Provided records ▸
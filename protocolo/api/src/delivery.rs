use std::path::Path;
use std::process::Stdio;

use tokio::process::Command;

/// How a rendered label leaves the server. Only `Download` is portable; the
/// other two hand the file to collaborators on the host OS.
#[derive(Debug, Clone, Copy, Default, PartialEq, Eq, serde::Deserialize)]
#[serde(rename_all = "snake_case")]
pub enum DeliveryMode {
    /// Stream the file back to the client as an attachment.
    Download,
    /// Hand the file to the OS's registered document handler.
    #[default]
    OpenWithDefaultHandler,
    /// Submit the file to the print spooler.
    SubmitToPrintSpool,
}

#[derive(thiserror::Error, Debug)]
pub enum DeliveryError {
    #[error("failed to spawn {command}: {source}")]
    Spawn {
        command: &'static str,
        source: std::io::Error,
    },
    #[error("{command} exited with {status}")]
    CommandFailed {
        command: &'static str,
        status: std::process::ExitStatus,
    },
    #[error("download mode has no dispatch command")]
    NotDispatchable,
}

/// Hands `path` to the host OS according to `mode`.
pub async fn dispatch(mode: DeliveryMode, path: &Path) -> Result<(), DeliveryError> {
    let (name, mut command) = match mode {
        DeliveryMode::Download => return Err(DeliveryError::NotDispatchable),
        DeliveryMode::OpenWithDefaultHandler => open_command(path),
        DeliveryMode::SubmitToPrintSpool => spool_command(path),
    };

    let status = command
        .stdin(Stdio::null())
        .stdout(Stdio::null())
        .stderr(Stdio::null())
        .status()
        .await
        .map_err(|source| DeliveryError::Spawn { command: name, source })?;

    if !status.success() {
        return Err(DeliveryError::CommandFailed { command: name, status });
    }

    Ok(())
}

#[cfg(target_os = "windows")]
fn open_command(path: &Path) -> (&'static str, Command) {
    let mut command = Command::new("cmd");
    command.args(["/C", "start", ""]).arg(path);
    ("cmd", command)
}

#[cfg(target_os = "macos")]
fn open_command(path: &Path) -> (&'static str, Command) {
    let mut command = Command::new("open");
    command.arg(path);
    ("open", command)
}

#[cfg(all(unix, not(target_os = "macos")))]
fn open_command(path: &Path) -> (&'static str, Command) {
    let mut command = Command::new("xdg-open");
    command.arg(path);
    ("xdg-open", command)
}

#[cfg(target_os = "windows")]
fn spool_command(path: &Path) -> (&'static str, Command) {
    let mut command = Command::new("powershell");
    command.args(["-NoProfile", "-Command", "Start-Process", "-Verb", "Print"]).arg(path);
    ("powershell", command)
}

#[cfg(unix)]
fn spool_command(path: &Path) -> (&'static str, Command) {
    let mut command = Command::new("lp");
    command.arg(path);
    ("lp", command)
}
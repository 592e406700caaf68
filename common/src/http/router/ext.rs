use super::types::RouteParams;

pub trait RequestExt {
    fn param(&self, key: &str) -> Option<&str> {
        self.params()
            .0
            .iter()
            .find(|(k, _)| k == key)
            .map(|(_, v)| v.as_str())
    }

    fn params(&self) -> &RouteParams;

    fn provide<T: Send + Sync + Clone + 'static>(&mut self, data: T);

    fn data<T: Send + Sync + 'static>(&self) -> Option<&T>;
}

impl<I> RequestExt for hyper::Request<I> {
    fn params(&self) -> &RouteParams {
        self.extensions().get::<RouteParams>().expect("route params not set")
    }

    fn provide<T: Send + Sync + Clone + 'static>(&mut self, data: T) {
        self.extensions_mut().insert(data);
    }

    fn data<T: Send + Sync + 'static>(&self) -> Option<&T> {
        self.extensions().get::<T>()
    }
}
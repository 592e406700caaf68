use std::fmt::{Debug, Display};
use std::panic::Location;

use hyper::StatusCode;

pub mod router;

pub type Body = http_body_util::Full<bytes::Bytes>;

#[macro_export]
macro_rules! make_response {
    ($status:expr, $body:expr) => {
        hyper::Response::builder()
            .status($status)
            .header("Content-Type", "application/json")
            .body($crate::http::Body::new(hyper::body::Bytes::from($body.to_string())))
            .expect("failed to build response")
    };
}

/// The router's error type for handlers: a prebuilt response plus an optional
/// source error and the location it was raised from, so the error handler can
/// log it with context.
pub struct RouteError<E> {
    source: Option<E>,
    location: &'static Location<'static>,
    span: tracing::Span,
    response: hyper::Response<Body>,
}

#[derive(Debug, Clone, Copy, PartialEq, Eq)]
pub enum ShouldLog {
    Yes,
    Debug,
    No,
}

impl<E> RouteError<E> {
    pub fn span(&self) -> &tracing::Span {
        &self.span
    }

    pub fn location(&self) -> &'static Location<'static> {
        self.location
    }

    pub fn response(self) -> hyper::Response<Body> {
        self.response
    }

    pub fn should_log(&self) -> ShouldLog {
        match self.response.status().is_server_error() {
            true => ShouldLog::Yes,
            false => match self.source.is_some() {
                true => ShouldLog::Debug,
                false => ShouldLog::No,
            },
        }
    }

    pub fn with_source(mut self, source: Option<E>) -> Self {
        self.source = source;
        self
    }

    pub fn with_location(mut self, location: &'static Location<'static>) -> Self {
        self.location = location;
        self
    }
}

impl<E> From<hyper::Response<Body>> for RouteError<E> {
    #[track_caller]
    fn from(res: hyper::Response<Body>) -> Self {
        Self {
            source: None,
            span: tracing::Span::current(),
            location: Location::caller(),
            response: res,
        }
    }
}

impl<E, S: AsRef<str>> From<(StatusCode, S)> for RouteError<E> {
    #[track_caller]
    fn from(status: (StatusCode, S)) -> Self {
        Self {
            source: None,
            span: tracing::Span::current(),
            location: Location::caller(),
            response: make_response!(
                status.0,
                serde_json::json!({ "message": status.1.as_ref(), "success": false })
            ),
        }
    }
}

impl<E, S: AsRef<str>, T> From<(StatusCode, S, T)> for RouteError<E>
where
    T: Into<E>,
{
    #[track_caller]
    fn from(status: (StatusCode, S, T)) -> Self {
        Self {
            source: Some(status.2.into()),
            span: tracing::Span::current(),
            location: Location::caller(),
            response: make_response!(
                status.0,
                serde_json::json!({ "message": status.1.as_ref(), "success": false })
            ),
        }
    }
}

impl<E> From<&'_ str> for RouteError<E> {
    #[track_caller]
    fn from(message: &'_ str) -> Self {
        Self {
            source: None,
            span: tracing::Span::current(),
            location: Location::caller(),
            response: make_response!(
                StatusCode::INTERNAL_SERVER_ERROR,
                serde_json::json!({ "message": message, "success": false })
            ),
        }
    }
}

impl<E: Debug> Debug for RouteError<E> {
    fn fmt(&self, f: &mut std::fmt::Formatter<'_>) -> std::fmt::Result {
        match &self.source {
            Some(err) => write!(f, "RouteError: {:?}", err),
            None => write!(f, "RouteError: Unknown Source"),
        }
    }
}

impl<E: Display> Display for RouteError<E> {
    fn fmt(&self, f: &mut std::fmt::Formatter<'_>) -> std::fmt::Result {
        match &self.source {
            Some(err) => write!(f, "RouteError: {}", err),
            None => write!(f, "RouteError: Unknown Source"),
        }
    }
}

impl<E: std::error::Error + 'static> std::error::Error for RouteError<E> {
    fn source(&self) -> Option<&(dyn std::error::Error + 'static)> {
        self.source.as_ref().map(|err| err as _)
    }
}

pub async fn error_handler<E: std::error::Error + 'static>(
    req: hyper::Request<()>,
    err: RouteError<E>,
) -> hyper::Response<Body> {
    let location = err.location();

    err.span().in_scope(|| match err.should_log() {
        ShouldLog::Yes => {
            tracing::error!(path = %req.uri(), method = %req.method(), location = location.to_string(), error = ?err, "http error")
        }
        ShouldLog::Debug => {
            tracing::debug!(path = %req.uri(), method = %req.method(), location = location.to_string(), error = ?err, "http error")
        }
        ShouldLog::No => (),
    });

    err.response()
}

pub mod ext {
    use std::panic::Location;
    use std::sync::{Arc, Weak};

    use hyper::StatusCode;

    use super::RouteError;

    pub trait ResultExt<T, E, E2>: Sized {
        fn map_err_route<C>(self, ctx: C) -> std::result::Result<T, RouteError<E2>>
        where
            RouteError<E2>: From<C>,
            E2: From<E>;

        fn map_ignore_err_route<C>(self, ctx: C) -> std::result::Result<T, RouteError<E2>>
        where
            RouteError<E2>: From<C>;
    }

    impl<T, E, E2> ResultExt<T, E, E2> for std::result::Result<T, E> {
        #[track_caller]
        fn map_err_route<C>(self, ctx: C) -> std::result::Result<T, RouteError<E2>>
        where
            RouteError<E2>: From<C>,
            E2: From<E>,
        {
            match self {
                Ok(val) => Ok(val),
                Err(err) => Err(RouteError::from(ctx)
                    .with_source(Some(err.into()))
                    .with_location(Location::caller())),
            }
        }

        #[track_caller]
        fn map_ignore_err_route<C>(self, ctx: C) -> std::result::Result<T, RouteError<E2>>
        where
            RouteError<E2>: From<C>,
        {
            match self {
                Ok(val) => Ok(val),
                Err(_) => Err(RouteError::from(ctx).with_location(Location::caller())),
            }
        }
    }

    pub trait OptionExt<T, E>: Sized {
        fn map_err_route<C>(self, ctx: C) -> std::result::Result<T, RouteError<E>>
        where
            RouteError<E>: From<C>;
    }

    impl<T, E> OptionExt<T, E> for std::option::Option<T> {
        #[track_caller]
        fn map_err_route<C>(self, ctx: C) -> std::result::Result<T, RouteError<E>>
        where
            RouteError<E>: From<C>,
        {
            match self {
                Some(val) => Ok(val),
                None => Err(RouteError::from(ctx).with_location(Location::caller())),
            }
        }
    }

    pub trait RequestGlobalExt<E> {
        /// The global state is stored as a `Weak` so open keep-alive
        /// connections do not hold the server alive during shutdown.
        fn get_global<G: Sync + Send + 'static>(&self) -> std::result::Result<Arc<G>, RouteError<E>>;
    }

    impl<E, B> RequestGlobalExt<E> for hyper::Request<B> {
        fn get_global<G: Sync + Send + 'static>(&self) -> std::result::Result<Arc<G>, RouteError<E>> {
            Ok(self
                .extensions()
                .get::<Weak<G>>()
                .expect("global state not set")
                .upgrade()
                .ok_or((StatusCode::INTERNAL_SERVER_ERROR, "failed to upgrade global state"))?)
        }
    }
}
use hyper::StatusCode;

use crate::delivery::DeliveryMode;
use crate::tests::utils::TestHarness;

#[tokio::test]
async fn download_returns_a_pdf_attachment() {
    let mut harness = TestHarness::new().await;
    harness.register_and_login("alice", "pw1").await;

    harness
        .post_form("/add", &[("nome", "Maria"), ("assunto", "Solicitação de alvará")])
        .await;

    let response = harness.get("/print/pdf/1").await;
    assert_eq!(response.status(), StatusCode::OK);
    assert_eq!(response.headers().get("content-type").unwrap(), "application/pdf");
    assert_eq!(
        response.headers().get("content-disposition").unwrap(),
        "attachment; filename=\"protocolo-1.pdf\""
    );

    let bytes = TestHarness::body_bytes(response).await;
    assert!(bytes.starts_with(b"%PDF"));
    assert!(String::from_utf8_lossy(&bytes).contains("Nome: Maria"));

    harness.teardown().await;
}

#[tokio::test]
async fn unknown_record_is_not_found() {
    let mut harness = TestHarness::new().await;
    harness.register_and_login("alice", "pw1").await;

    for path in ["/print/pdf/99", "/print/direct/99"] {
        let response = harness.get(path).await;
        assert_eq!(response.status(), StatusCode::NOT_FOUND);
    }

    harness.teardown().await;
}

#[tokio::test]
async fn other_users_records_are_hidden() {
    let mut harness = TestHarness::new().await;

    harness.register_and_login("alice", "pw1").await;
    harness.post_form("/add", &[("nome", "Maria"), ("assunto", "Solicitação")]).await;
    harness.get("/logout").await;

    harness.register_and_login("bob", "pw2").await;

    let response = harness.get("/print/pdf/1").await;
    assert_eq!(response.status(), StatusCode::NOT_FOUND);

    harness.teardown().await;
}

#[tokio::test]
async fn direct_print_in_download_mode_streams_the_file() {
    let mut harness = TestHarness::with_config(|config| {
        config.label.dispatch = DeliveryMode::Download;
    })
    .await;
    harness.register_and_login("alice", "pw1").await;

    harness.post_form("/add", &[("nome", "Maria"), ("assunto", "Solicitação")]).await;

    let response = harness.get("/print/direct/1").await;
    assert_eq!(response.status(), StatusCode::OK);
    assert_eq!(response.headers().get("content-type").unwrap(), "application/pdf");

    let bytes = TestHarness::body_bytes(response).await;
    assert!(bytes.starts_with(b"%PDF"));

    harness.teardown().await;
}

#[tokio::test]
async fn printing_requires_a_session() {
    let mut harness = TestHarness::new().await;

    let response = harness.get("/print/pdf/1").await;
    assert_eq!(response.status(), StatusCode::SEE_OTHER);
    assert_eq!(response.headers().get("location").unwrap(), "/login");

    harness.teardown().await;
}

Work to complete ▸ Everything above from the line with "filename common/src/http/router/ext.rs" to the line with "plus an optional", both included, must be repeated exactly, and nothing outside that range.

Reply ▸
filename common/src/http/router/ext.rs
use super::types::RouteParams;

pub trait RequestExt {
    fn param(&self, key: &str) -> Option<&str> {
        self.params()
            .0
            .iter()
            .find(|(k, _)| k == key)
            .map(|(_, v)| v.as_str())
    }

    fn params(&self) -> &RouteParams;

    fn provide<T: Send + Sync + Clone + 'static>(&mut self, data: T);

    fn data<T: Send + Sync + 'static>(&self) -> Option<&T>;
}

impl<I> RequestExt for hyper::Request<I> {
    fn params(&self) -> &RouteParams {
        self.extensions().get::<RouteParams>().expect("route params not set")
    }

    fn provide<T: Send + Sync + Clone + 'static>(&mut self, data: T) {
        self.extensions_mut().insert(data);
    }

    fn data<T: Send + Sync + 'static>(&self) -> Option<&T> {
        self.extensions().get::<T>()
    }
}
repository 592e406700caaf68
use std::fmt::{Debug, Display};
use std::panic::Location;

use hyper::StatusCode;

pub mod router;

pub type Body = http_body_util::Full<bytes::Bytes>;

#[macro_export]
macro_rules! make_response {
    ($status:expr, $body:expr) => {
        hyper::Response::builder()
            .status($status)
            .header("Content-Type", "application/json")
            .body($crate::http::Body::new(hyper::body::Bytes::from($body.to_string())))
            .expect("failed to build response")
    };
}

/// The router's error type for handlers: a prebuilt response plus an optional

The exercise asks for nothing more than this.